Dios Padre es el Creador, aquel que nos provee todo y nos mantiene con vida. Dios Hijo es el Redentor y Salvador, aquel que nos perdona y es lleno de misericordia. Dios Espíritu Santo es el dador de vida que santifica y une. San Juan nos dice: Dios es amor.

Dios no es lejano o abstracto. Al revés, en Él vivimos, nos movemos y somos. Tenemos que vivir una vida de fraternidad e intimidad con Dios. La Trinidad vive en nosotros. Lo dice el mismo Jesús en Jn 14, 23: Si alguno me ama, guardará mi palabra; y mi Padre lo amará, y vendremos a él, y haremos con él morada.  Y también Pablo: “¿No saben que ustedes son templo de Dios y que el Espíritu de Dios habita en ustedes?”

La Santísima Trinidad no es una doctrina en la cual tenemos que creer sino un modelo y ejemplo que seguir. Si Dios nos ha creado a su imagen y semejanza entonces hay un modelo de vida sobre lo cual podemos construir nuestra vida. El modelo es la relación de amor que hay entre el Padre, el Hijo y el Espíritu Santo. Por eso tenemos que entender que no hemos sido creados para estar independientes o divididos uno del otro. Necesitamos uno del otro.

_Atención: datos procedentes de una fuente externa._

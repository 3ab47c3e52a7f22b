//! The Nucleus API client: request construction and dispatch.

use reqwest::header::{ACCEPT, CONTENT_TYPE, HeaderValue, USER_AGENT};
use reqwest::{Method, Request};
use serde::Serialize;
use serde::de::DeserializeOwned;
use tracing::{debug, warn};
use url::Url;

use crate::config::Config;
use crate::context::Context;
use crate::error::{Error, Result};
use crate::response::{Envelope, ErrorResponse, RawResponse, Response};
use crate::services::{Logs, Projects};
use crate::transport::{ApiKey, BasicClient, HttpClient};

pub const DEFAULT_USER_AGENT: &str = concat!(env!("CARGO_PKG_NAME"), "/", env!("CARGO_PKG_VERSION"));

const APPLICATION_JSON: &str = "application/json";

/// Returns the API base URL for an organisation.
pub fn default_base_url(organisation: &str) -> Result<Url> {
    Ok(Url::parse(&format!(
        "https://{organisation}.nucleussec.com/nucleus/api/"
    ))?)
}

/// Client for the Nucleus Security API.
///
/// Read-only once built; share it across tasks behind an `Arc` (or by
/// reference) when the transport is `Send + Sync`.
#[derive(Debug, Clone)]
pub struct Client<C = ApiKey<BasicClient>> {
    transport: C,
    base_url: Url,
    user_agent: Option<HeaderValue>,
}

impl Client<ApiKey<BasicClient>> {
    /// Builds an authenticated client from a [`Config`].
    pub fn from_config(config: &Config) -> Result<Self> {
        let basic = BasicClient::with_timeouts(config.timeout, config.connect_timeout)?;
        let transport = ApiKey::with_transport(basic, &config.api_key)?;
        let base_url = match &config.base_url {
            Some(url) => url.clone(),
            None => default_base_url(&config.organisation)?,
        };
        let mut client = Self::with_base_url(transport, base_url);
        client.set_user_agent(&config.user_agent)?;
        Ok(client)
    }
}

impl<C: HttpClient> Client<C> {
    /// A client for `https://{organisation}.nucleussec.com/nucleus/api/`.
    ///
    /// `transport` is usually an [`ApiKey`]; any [`HttpClient`] works.
    pub fn new(organisation: &str, transport: C) -> Result<Self> {
        Ok(Self::with_base_url(transport, default_base_url(organisation)?))
    }

    /// A client for an arbitrary base URL. The path must end in `/`; this is
    /// checked when each request is built.
    pub fn with_base_url(transport: C, base_url: Url) -> Self {
        Self {
            transport,
            base_url,
            user_agent: Some(HeaderValue::from_static(DEFAULT_USER_AGENT)),
        }
    }

    pub fn base_url(&self) -> &Url {
        &self.base_url
    }

    pub fn transport(&self) -> &C {
        &self.transport
    }

    /// Sets the `User-Agent` header value. An empty string omits the header.
    pub fn set_user_agent(&mut self, user_agent: &str) -> Result<()> {
        self.user_agent = if user_agent.is_empty() {
            None
        } else {
            Some(
                HeaderValue::from_str(user_agent)
                    .map_err(|_| Error::Config(format!("invalid user agent {user_agent:?}")))?,
            )
        };
        Ok(())
    }

    pub fn projects(&self) -> Projects<'_, C> {
        Projects::new(self)
    }

    pub fn logs(&self) -> Logs<'_, C> {
        Logs::new(self)
    }

    /// Builds a bodiless request for `path`, relative to the base URL.
    pub fn request(&self, method: Method, path: &str) -> Result<Request> {
        self.build_request(method, path, None)
    }

    /// Builds a request for `path` with `body` encoded as JSON.
    pub fn request_with_body<B>(&self, method: Method, path: &str, body: &B) -> Result<Request>
    where
        B: Serialize + ?Sized,
    {
        let body = serde_json::to_vec(body).map_err(Error::Encode)?;
        self.build_request(method, path, Some(body))
    }

    fn build_request(&self, method: Method, path: &str, body: Option<Vec<u8>>) -> Result<Request> {
        if !self.base_url.path().ends_with('/') {
            return Err(Error::Config(format!(
                "base URL must have a trailing slash, but {} does not",
                self.base_url
            )));
        }
        let url = self.base_url.join(path)?;

        let mut req = Request::new(method, url);
        let headers = req.headers_mut();
        if body.is_some() {
            headers.insert(CONTENT_TYPE, HeaderValue::from_static(APPLICATION_JSON));
        }
        headers.insert(ACCEPT, HeaderValue::from_static(APPLICATION_JSON));
        if let Some(user_agent) = &self.user_agent {
            headers.insert(USER_AGENT, user_agent.clone());
        }
        *req.body_mut() = body.map(Into::into);
        Ok(req)
    }

    /// Sends `req` and decodes a 2xx body into `T`.
    ///
    /// An empty or `null` 2xx body yields `value: None`. Non-2xx statuses
    /// become [`Error::Api`].
    pub async fn execute<T>(&self, ctx: &Context, req: Request) -> Result<Response<Option<T>>>
    where
        T: DeserializeOwned,
    {
        let raw = self.execute_raw(ctx, req).await?;
        if raw.is_empty() {
            return Ok(Response { value: None, raw });
        }
        match serde_json::from_slice::<Option<T>>(&raw.body) {
            Ok(value) => Ok(Response { value, raw }),
            Err(source) => Err(Error::Decode {
                source,
                response: Box::new(raw),
            }),
        }
    }

    /// Sends `req` and buffers the response without decoding a 2xx body.
    ///
    /// If `ctx` ends before the exchange completes, its reason is returned,
    /// also when the transport failed at the same time. Once the status line
    /// has arrived that error carries the response, with an empty body.
    #[tracing::instrument(skip_all, fields(method = %req.method(), url = %req.url()))]
    pub async fn execute_raw(&self, ctx: &Context, req: Request) -> Result<RawResponse> {
        if let Some(reason) = ctx.err() {
            return Err(reason.into());
        }
        let method = req.method().clone();
        let started = std::time::Instant::now();

        let resp = tokio::select! {
            biased;
            reason = ctx.done() => return Err(reason.into()),
            result = self.transport.execute(req) => match result {
                Ok(resp) => resp,
                Err(err) => return Err(ctx.err().map_or(Error::Transport(err), Error::from)),
            },
        };

        let status = resp.status();
        let mut raw = RawResponse {
            status,
            method,
            url: resp.url().clone(),
            headers: resp.headers().clone(),
            body: bytes::Bytes::new(),
        };
        let body = tokio::select! {
            biased;
            reason = ctx.done() => Err(reason),
            body = resp.bytes() => Ok(body),
        };

        match body {
            Ok(Ok(body)) => raw.body = body,
            Ok(Err(source)) => {
                let response = Box::new(raw);
                return Err(match ctx.err() {
                    Some(reason) => Error::Context {
                        reason,
                        response: Some(response),
                    },
                    None => Error::Body { source, response },
                });
            }
            Err(reason) => {
                return Err(Error::Context {
                    reason,
                    response: Some(Box::new(raw)),
                });
            }
        }
        debug!(
            status = status.as_u16(),
            bytes = raw.body.len(),
            elapsed_ms = started.elapsed().as_millis() as u64,
            "Response received"
        );

        if status.is_success() {
            return Ok(raw);
        }

        let envelope = if raw.is_empty() {
            Envelope::default()
        } else {
            match serde_json::from_slice(&raw.body) {
                Ok(envelope) => envelope,
                Err(source) => {
                    warn!(status = status.as_u16(), error = %source, "Undecodable error body");
                    return Err(Error::Decode {
                        source,
                        response: Box::new(raw),
                    });
                }
            }
        };
        let err = ErrorResponse::new(raw, envelope);
        warn!(status = status.as_u16(), code = err.code, message = %err.message, "API error");
        Err(Error::Api(Box::new(err)))
    }
}

#[cfg(test)]
mod tests {
    use super::*;
    use crate::transport::BasicClient;

    fn client(base: &str) -> Client<BasicClient> {
        Client::with_base_url(BasicClient::new(), base.parse().unwrap())
    }

    #[test]
    fn test_default_base_url_interpolates_organisation() {
        let url = default_base_url("acme").unwrap();
        assert_eq!(url.as_str(), "https://acme.nucleussec.com/nucleus/api/");
    }

    #[test]
    fn test_request_resolves_relative_path() {
        let c = client("https://acme.nucleussec.com/nucleus/api/");
        let req = c.request(Method::GET, "projects/7/assets").unwrap();
        assert_eq!(
            req.url().as_str(),
            "https://acme.nucleussec.com/nucleus/api/projects/7/assets"
        );
        assert!(req.body().is_none());
        assert!(req.headers().get(CONTENT_TYPE).is_none());
    }

    #[test]
    fn test_request_keeps_prebuilt_query() {
        let c = client("https://acme.nucleussec.com/nucleus/api/");
        let req = c.request(Method::GET, "logs?start=0&limit=5").unwrap();
        assert_eq!(req.url().path(), "/nucleus/api/logs");
        assert_eq!(req.url().query(), Some("start=0&limit=5"));
    }

    #[test]
    fn test_request_sets_standard_headers() {
        let c = client("https://acme.nucleussec.com/nucleus/api/");
        let req = c.request(Method::GET, "projects").unwrap();
        assert_eq!(req.headers()[ACCEPT], "application/json");
        assert_eq!(req.headers()[USER_AGENT], DEFAULT_USER_AGENT);
    }

    #[test]
    fn test_empty_user_agent_omits_header() {
        let mut c = client("https://acme.nucleussec.com/nucleus/api/");
        c.set_user_agent("").unwrap();
        let req = c.request(Method::GET, "projects").unwrap();
        assert!(req.headers().get(USER_AGENT).is_none());
    }

    #[test]
    fn test_from_config_applies_overrides() {
        let mut config = Config::new("acme", "secret-key-123");
        config.base_url = Some("http://localhost:8080/nucleus/api/".parse().unwrap());
        config.user_agent = "reporter/2".to_string();

        let c = Client::from_config(&config).unwrap();
        assert_eq!(c.base_url().as_str(), "http://localhost:8080/nucleus/api/");
        assert!(!format!("{:?}", c.transport()).contains("secret-key-123"));

        let req = c.request(Method::GET, "projects").unwrap();
        assert_eq!(req.headers()[USER_AGENT], "reporter/2");
    }

    #[test]
    fn test_base_url_without_trailing_slash_rejected() {
        let c = client("https://acme.nucleussec.com/nucleus/api");
        let err = c.request(Method::GET, "projects").unwrap_err();
        assert!(matches!(err, Error::Config(msg) if msg.contains("trailing slash")));
    }

    #[test]
    fn test_body_is_json_without_html_escaping() {
        #[derive(Serialize)]
        struct Query<'a> {
            filter: &'a str,
        }

        let c = client("https://acme.nucleussec.com/nucleus/api/");
        let req = c
            .request_with_body(Method::PUT, "projects/1/assets/2", &Query { filter: "a<b && c>d" })
            .unwrap();

        assert_eq!(req.headers()[CONTENT_TYPE], "application/json");
        let body = req.body().and_then(|b| b.as_bytes()).unwrap();
        assert_eq!(body, br#"{"filter":"a<b && c>d"}"#);
    }

    #[test]
    fn test_unserializable_body_is_encode_error() {
        use std::collections::HashMap;

        // JSON object keys must be strings.
        let mut body = HashMap::new();
        body.insert((1, 2), "x");

        let c = client("https://acme.nucleussec.com/nucleus/api/");
        let err = c
            .request_with_body(Method::PUT, "projects/1", &body)
            .unwrap_err();
        assert!(matches!(err, Error::Encode(_)));
    }
}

Si vivimos en el temor, el miedo al castigo o a la ley o sólo confiamos en la ciencia, el dinero, el prestigio…, es difícil sentirse hijo de Dios. Si nos dejamos llevar por el Espíritu, podremos llegar al Hijo y a sentirnos hermanos del Hijo, sin olvidar lo que dice San Juan: “Si decimos que amamos a Dios y no amamos a los hermanos, somos unos mentirosos”.